Masten Space Systems Files Chapter 11 Bankruptcy

Parabolic Arc reports “Masten Space Systems Files for Chapter 11 Bankruptcy”.

Masten Space Systems filed for Chapter 11 bankruptcy on Thursday, signaling the end of a pioneering NewSpace company and a NASA-funded mission to send a small lander to the surface of the moon.

The company said it owed 50 to 99 creditors between $10 to $50 million. Top creditors included SpaceX ($4.6 million), Psionic LLC ($2.8 million), Astrobotic Technology ($2.7 million), NuSpace ($1.7 million), and Frontier Aerospace ($1.2 million).

NASA awarded Masten a contract in April 2020 to deliver the MoonRanger rover and eight scientific payloads to the lunar surface aboard Masten’s XL-1 lander late next year. The space agency awarded the contract for Masten Mission One under its Commercial Lunar Payload Services (CLPS) initiative, which pays commercial companies to deliver instruments to the moon.

“The $75.9 million award includes end-to-end services for delivery of the instruments, including payload integration, launch from Earth, landing on the Moon’s surface, and operation for at least 12 days,” NASA said in a press release.

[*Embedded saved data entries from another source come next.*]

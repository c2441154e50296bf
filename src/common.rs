//! Shader-visible data layout.
//!
//! Everything in this module is a contract with `pipelines/model_shader.wgsl`:
//! the enums carry the attribute locations and bind group/binding indices
//! used on both sides, and the structs are uploaded byte-for-byte into
//! uniform buffers. A mismatch with the shader is a silent rendering bug,
//! not a runtime error, so the sizes and indices are pinned by unit tests.

use cgmath::{Matrix4, SquareMatrix};

/// Vertex attribute shader locations. One interleaved vertex buffer at
/// slot [`VERTEX_BUFFER_SLOT`] carries all three.
#[repr(u32)]
#[derive(Clone, Copy, Debug, PartialEq, Eq)]
pub enum Attribute {
    Position = 0,
    Normal = 1,
    Uv = 2,
}

/// Bind group indices of the model pipeline.
#[repr(u32)]
#[derive(Clone, Copy, Debug, PartialEq, Eq)]
pub enum BindGroup {
    /// Base color texture and sampler, owned per material.
    Material = 0,
    /// Frame data ([`Uniforms`] and [`Params`]), rewritten every frame.
    Frame = 1,
}

/// Bindings inside the material group.
#[repr(u32)]
#[derive(Clone, Copy, Debug, PartialEq, Eq)]
pub enum MaterialBinding {
    BaseColor = 0,
    BaseColorSampler = 1,
}

/// Bindings inside the frame group.
#[repr(u32)]
#[derive(Clone, Copy, Debug, PartialEq, Eq)]
pub enum FrameBinding {
    Uniforms = 0,
    Params = 1,
}

/// The single vertex buffer slot of the model pipeline.
pub const VERTEX_BUFFER_SLOT: u32 = 0;

/// Per-frame transform data: model, view and projection matrix, column-major,
/// in that order.
#[repr(C)]
#[derive(Debug, Copy, Clone, bytemuck::Pod, bytemuck::Zeroable)]
pub struct Uniforms {
    pub model: [[f32; 4]; 4],
    pub view: [[f32; 4]; 4],
    pub projection: [[f32; 4]; 4],
}

impl Uniforms {
    pub fn new(model: Matrix4<f32>, view: Matrix4<f32>, projection: Matrix4<f32>) -> Self {
        Self {
            model: model.into(),
            view: view.into(),
            projection: projection.into(),
        }
    }
}

impl Default for Uniforms {
    fn default() -> Self {
        let identity = Matrix4::identity();
        Self::new(identity, identity, identity)
    }
}

/// Per-draw render configuration: the surface size in pixels and the UV
/// tiling factor of the current model.
#[repr(C)]
#[derive(Debug, Copy, Clone, bytemuck::Pod, bytemuck::Zeroable)]
pub struct Params {
    pub width: u32,
    pub height: u32,
    pub tiling: u32,
    // Uniform buffers round struct sizes up to 16 bytes.
    pub _padding: u32,
}

impl Params {
    pub fn new(width: u32, height: u32, tiling: u32) -> Self {
        Self {
            width,
            height,
            tiling,
            _padding: 0,
        }
    }
}

#[cfg(test)]
mod tests {
    use super::*;
    use std::mem::size_of;

    #[test]
    fn uniforms_layout_is_three_packed_matrices() {
        assert_eq!(size_of::<Uniforms>(), 3 * 16 * size_of::<f32>());
    }

    #[test]
    fn params_layout_is_one_uniform_slot() {
        assert_eq!(size_of::<Params>(), 16);
    }

    #[test]
    fn attribute_locations_match_the_shader() {
        assert_eq!(Attribute::Position as u32, 0);
        assert_eq!(Attribute::Normal as u32, 1);
        assert_eq!(Attribute::Uv as u32, 2);
    }

    #[test]
    fn binding_table_matches_the_shader() {
        assert_eq!(BindGroup::Material as u32, 0);
        assert_eq!(BindGroup::Frame as u32, 1);
        assert_eq!(MaterialBinding::BaseColor as u32, 0);
        assert_eq!(MaterialBinding::BaseColorSampler as u32, 1);
        assert_eq!(FrameBinding::Uniforms as u32, 0);
        assert_eq!(FrameBinding::Params as u32, 1);
    }

    #[test]
    fn default_uniforms_are_identity() {
        let uniforms = Uniforms::default();
        assert_eq!(uniforms.model[0][0], 1.0);
        assert_eq!(uniforms.model[3][3], 1.0);
        assert_eq!(uniforms.model[1][0], 0.0);
    }
}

NASA’s CLPS contract did not cover the entire cost of mission. Masten had difficulty raising additional funds by finding private payloads to fly to the lunar surface.

“We ran out of money after grossly underbidding. The estimate was $105 million but I was told that we had found a 30 million dollar private customer who wanted to fly with us,” said a source that requested anonymity.

Here is more on Masten Space Systems.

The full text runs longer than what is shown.